Figure 4.

DJ‐1 deletion in skeletal muscle aggravates atrophy during immobilization. (A) Body weight of male mice during immobilization at the age of 10‐week‐old (n = 6–7). (B) Lean mass, representative morphology and weight of muscles male mice during immobilization at the age of 10‐week‐old (n = 6–7). Lean mass. Representative morphology of quadriceps (QUA), GAS, soleus (SOL), TA, and extensor digitalis anterior (EDL) after immobilization. Weight of QUA, GAS, SOL, TA, and EDL after immobilization (n = 6–7). (C) Physiological consequences of GAS H&E staining in immobilized mice.

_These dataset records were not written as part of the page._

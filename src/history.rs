//! # Order History Store Module
//!
//! On-disk artifacts shared by the pipeline stages and both front-ends:
//! the raw orders document, the normalized CSV summary, the diagnostic
//! cookie dump and saved recommendation texts. Every write goes through a
//! temporary file in the same directory and is renamed into place, so a
//! reader never observes a half-written artifact.

use std::collections::BTreeMap;
use std::fs;
use std::io::Write;
use std::path::{Path, PathBuf};

use log::info;
use tempfile::NamedTempFile;

use crate::errors::{Error, Result};
use crate::normalize::OrderRecord;
use crate::orders::{OrdersDocument, RawOrder};

pub const ORDERS_JSON_FILE: &str = "orders_data.json";
pub const ORDERS_CSV_FILE: &str = "orders_summary.csv";
pub const COOKIES_FILE: &str = "login_cookies.json";
pub const TEMPLATE_RECOMMENDATION_FILE: &str = "food_recommendation.txt";
pub const EXTERNAL_RECOMMENDATION_FILE: &str = "claude_recommendation.txt";

/// Artifact directory handle
#[derive(Debug, Clone)]
pub struct OrderStore {
    dir: PathBuf,
}

impl OrderStore {
    pub fn new(dir: impl Into<PathBuf>) -> Self {
        Self { dir: dir.into() }
    }

    pub fn dir(&self) -> &Path {
        &self.dir
    }

    pub fn orders_json_path(&self) -> PathBuf {
        self.dir.join(ORDERS_JSON_FILE)
    }

    pub fn orders_csv_path(&self) -> PathBuf {
        self.dir.join(ORDERS_CSV_FILE)
    }

    pub fn cookies_path(&self) -> PathBuf {
        self.dir.join(COOKIES_FILE)
    }

    pub fn has_history(&self) -> bool {
        self.orders_csv_path().is_file()
    }

    /// Save the raw orders as a pretty-printed `{"orders": [...]}` document
    pub fn save_raw_orders(&self, orders: &[RawOrder]) -> Result<PathBuf> {
        let document = OrdersDocument {
            orders: orders.to_vec(),
        };
        let path = self.orders_json_path();
        let bytes = serde_json::to_vec_pretty(&document)?;
        write_atomic(&path, &bytes)?;
        info!("Saved {} raw orders to {}", orders.len(), path.display());
        Ok(path)
    }

    /// Load the raw orders document
    pub fn load_raw_orders(&self) -> Result<Vec<RawOrder>> {
        let path = self.orders_json_path();
        let bytes = fs::read(&path).map_err(|e| Error::artifact(&path, e))?;
        let document: OrdersDocument = serde_json::from_slice(&bytes)?;
        Ok(document.orders)
    }

    /// Write normalized records to the CSV summary
    pub fn write_records(&self, records: &[OrderRecord]) -> Result<PathBuf> {
        let path = self.orders_csv_path();

        let mut writer = csv::Writer::from_writer(Vec::new());
        for record in records {
            writer.serialize(record)?;
        }
        // An empty record set still gets the header row
        if records.is_empty() {
            writer.write_record(CSV_HEADER)?;
        }
        let bytes = writer
            .into_inner()
            .map_err(|e| Error::artifact(&path, e.into_error()))?;

        write_atomic(&path, &bytes)?;
        info!("CSV file created successfully: {}", path.display());
        Ok(path)
    }

    /// Read every record from the CSV summary
    pub fn read_records(&self) -> Result<Vec<OrderRecord>> {
        self.read_records_limited(usize::MAX)
    }

    /// Read at most `limit` records from the CSV summary
    pub fn read_records_limited(&self, limit: usize) -> Result<Vec<OrderRecord>> {
        let path = self.orders_csv_path();
        if !path.is_file() {
            return Err(Error::MissingHistory { path });
        }

        let mut reader = csv::Reader::from_path(&path)?;
        let records = reader
            .deserialize::<OrderRecord>()
            .take(limit)
            .collect::<std::result::Result<Vec<_>, _>>()?;

        info!("Loaded {} orders from {}", records.len(), path.display());
        Ok(records)
    }

    /// Dump session cookies for diagnostic reuse
    pub fn save_cookies(&self, cookies: &BTreeMap<String, String>) -> Result<PathBuf> {
        let path = self.cookies_path();
        write_atomic(&path, &serde_json::to_vec_pretty(cookies)?)?;
        info!("Login cookies saved to {}", path.display());
        Ok(path)
    }

    /// Save a generated recommendation under the given file name
    pub fn save_recommendation(&self, file_name: &str, text: &str) -> Result<PathBuf> {
        let path = self.dir.join(file_name);
        write_atomic(&path, text.as_bytes())?;
        Ok(path)
    }
}

const CSV_HEADER: [&str; 7] = [
    "Item Name",
    "Restaurant Name",
    "Restaurant Location",
    "Date",
    "Time",
    "Price (TL)",
    "Status",
];

fn write_atomic(path: &Path, bytes: &[u8]) -> Result<()> {
    let dir = path
        .parent()
        .filter(|p| !p.as_os_str().is_empty())
        .unwrap_or_else(|| Path::new("."));
    fs::create_dir_all(dir).map_err(|e| Error::artifact(dir, e))?;

    let mut temp = NamedTempFile::new_in(dir).map_err(|e| Error::artifact(dir, e))?;
    temp.write_all(bytes).map_err(|e| Error::artifact(path, e))?;
    temp.as_file().sync_all().map_err(|e| Error::artifact(path, e))?;
    temp.persist(path).map_err(|e| Error::artifact(path, e.error))?;
    Ok(())
}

Representative H&E staining of GAS (scale bars, 10 μm), the percentage of central nuclei after immobilization, CSA distribution, and median CSA in GAS of immobilized mice (n = 5). Blue arrows point to the nuclei inward migration in MDKO mice. (D) Physiological consequences of immunofluorescence staining in GAS. The different myosin heavy chain isoforms were stained in blue (MyHC‐I), green (MyHC‐IIa), and red (MyHC‐IIb) (scale bars, 20 μm). Representative immunofluorescence of muscle fibre type composition in GAS of immobilized mice and CSA distribution in GAS of immobilized mice (n = 6–7). (E) Expression of muscle fibre type related genes of GAS (n = 4). (F) Oroboros O₂k respirometer oxygen flux analysis of permeabilized immobilized GAS (n = 5). Data represented the mean ± SEM. *P < 0.05, **P < 0.01, ***P < 0.001, ****P < 0.0001, a two‐tailed Student's t‐test was used for statistical analysis.